INSTRUCTIONS FOR THE TASK: Within the entries below, find the portion that opens with the line containing "pub fn parameters(&self)" and closes with the line containing "self.visibility". Retype that portion exactly and only.

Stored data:
----------

impl ConstructorDef {
    /// Member identity
    pub fn id(&self) -> MemberId {
        self.id
    }

    /// Parameters in declaration order
    pub fn parameters(&self) -> &[ParameterDef] {
        &self.params
    }

    /// Declaring type
    pub fn declaring_type(&self) -> &TypeRef {
        &self.declaring
    }

    /// Declared visibility
    pub fn visibility(&self) -> Visibility {
        self.visibility
    }

    /// Attributes declared on this constructor
    pub fn attributes(&self) -> &[AttributeEntry] {
        &self.attributes
    }

    /// Whether the parameter types are exactly `signature`
    pub fn has_signature(&self, signature: &[TypeId]) -> bool {
        params_match(&self.params, signature)
    }

    /// Run the body against an allocated instance
    pub fn initialize(&self, instance: &ObjectRef, args: &[Value]) -> HostResult<()> {
        match &self.body {
            Some(body) => body(instance, args),
            None => Ok(()),
        }
    }
}

impl fmt::Debug for ConstructorDef {
    fn fmt(&self, f: &mut fmt::Formatter<'_>) -> fmt::Result {
        f.debug_struct("ConstructorDef")
            .field("id", &self.id)
            .field("declaring", &self.declaring.name())
            .field("params", &self.params)
            .finish()
    }
}

fn params_match(params: &[ParameterDef], signature: &[TypeId]) -> bool {
    params.len() == signature.len() && params.iter().zip(signature).all(|(p, id)| p.ty.id == *id)
}

// ============================================================================
// Types
// ============================================================================

/// Type descriptor
pub struct TypeDef {
    pub(crate) id: TypeId,
    pub(crate) name: String,
    pub(crate) module: String,
    pub(crate) kind: ValueKind,
    pub(crate) base: Option<TypeHandle>,
    pub(crate) fields: Vec<FieldHandle>,
    pub(crate) properties: Vec<PropertyHandle>,
    pub(crate) methods: Vec<MethodHandle>,
    pub(crate) constructors: Vec<ConstructorHandle>,
    pub(crate) attributes: Vec<AttributeEntry>,
}

/// Shared type descriptor
pub type TypeHandle = Arc<TypeDef>;

impl TypeDef {
    /// Type identity
    pub fn id(&self) -> TypeId {
        self.id
    }

    /// Fully-qualified name
    pub fn name(&self) -> &str {
        &self.name
    }

    /// Name of the module that declares the type
    pub fn module(&self) -> &str {
        &self.module
    }

    /// Kind of values of this type
    pub fn kind(&self) -> ValueKind {
        self.kind
    }

    /// Whether instances are heap objects
    pub fn is_class(&self) -> bool {
        self.kind == ValueKind::Object
    }

    /// Direct base type
    pub fn base(&self) -> Option<&TypeHandle> {
        self.base.as_ref()
    }

    /// Reference to this type
    pub fn type_ref(&self) -> TypeRef {
        TypeRef::new(self.id, self.kind, &self.name)
    }

    /// This type followed by its base types, nearest first
    pub fn hierarchy(&self) -> impl Iterator<Item = &TypeDef> {
        std::iter::successors(Some(self), |t| t.base.as_deref())
    }

    /// Whether this type is `ancestor` or derives from it
    pub fn is_subclass_of(&self, ancestor: TypeId) -> bool {
        self.hierarchy().any(|t| t.id == ancestor)
    }

    /// Fields declared on this type
    pub fn fields(&self) -> &[FieldHandle] {
        &self.fields
    }

    /// Properties declared on this type
    pub fn properties(&self) -> &[PropertyHandle] {
        &self.properties
    }

    /// Methods declared on this type
    pub fn methods(&self) -> &[MethodHandle] {
        &self.methods
    }

    /// Constructors declared on this type
    pub fn constructors(&self) -> &[ConstructorHandle] {
        &self.constructors
    }

    /// Attributes declared on this type
    pub fn attributes(&self) -> &[AttributeEntry] {
        &self.attributes
    }

    /// Kinds of every instance slot, base type slots first
    pub fn instance_field_kinds(&self) -> Vec<ValueKind> {
        let mut chain: Vec<&TypeDef> = self.hierarchy().collect();
        chain.reverse();
        chain
            .into_iter()
            .flat_map(|t| t.fields.iter())
            .filter(|f| !f.is_static())
            .map(|f| f.ty.kind)
            .collect()
    }

    /// Number of instance slots, including base type slots
    pub fn instance_slot_count(&self) -> usize {
        self.hierarchy()
            .map(|t| t.fields.iter().filter(|f| !f.is_static()).count())
            .sum()
    }
}

impl PartialEq for TypeDef {
    fn eq(&self, other: &Self) -> bool {
        self.id == other.id
    }
}

impl Eq for TypeDef {}

impl fmt::Debug for TypeDef {
    fn fmt(&self, f: &mut fmt::Formatter<'_>) -> fmt::Result {
        f.debug_struct("TypeDef")
            .field("id", &self.id)
            .field("name", &self.name)
            .field("module", &self.module)
            .field("kind", &self.kind)
            .field("base", &self.base.as_ref().map(|b| b.name.clone()))
            .finish()
    }
}

impl fmt::Display for TypeDef {
    fn fmt(&self, f: &mut fmt::Formatter<'_>) -> fmt::Result {
        f.write_str(&self.name)
    }
}

#[cfg(test)]
mod tests {
    use super::*;

    #[test]
    fn test_primitive_ids_are_fixed() {
        assert_eq!(Primitive::Object.type_id(), TypeId(1));
        assert_eq!(Primitive::String.type_id(), TypeId(6));
        for p in Primitive::ALL {
            assert!(p.type_id().as_u32() < FIRST_USER_TYPE_ID);
            assert_eq!(Primitive::of_kind(p.kind()), Some(p));
        }
        assert!(TypeId::new().as_u32() >= FIRST_USER_TYPE_ID);
    }

    #[test]
    fn test_type_ref_equality_is_by_id() {
        let a = TypeRef::new(TypeId(99_000), ValueKind::Object, "a.A");
        let b = TypeRef::new(TypeId(99_000), ValueKind::Object, "renamed");
        assert_eq!(a, b);
        assert_ne!(a, TypeRef::from(Primitive::I32));
    }

    #[derive(Debug, PartialEq)]
    struct Marker(u8);

    #[test]
    fn test_attribute_downcast() {
        let entry = AttributeEntry::new(Marker(3));
        assert!(entry.is::<Marker>());
        assert!(!entry.is::<String>());
        assert_eq!(entry.downcast::<Marker>().as_deref(), Some(&Marker(3)));
        assert!(entry.is_inherited());
        assert!(!entry.not_inherited().is_inherited());
    }
}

----------

TASK OUTPUT:
    pub fn parameters(&self) -> &[ParameterDef] {
        &self.params
    }

    /// Declaring type
    pub fn declaring_type(&self) -> &TypeRef {
        &self.declaring
    }

    /// Declared visibility
    pub fn visibility(&self) -> Visibility {
        self.visibility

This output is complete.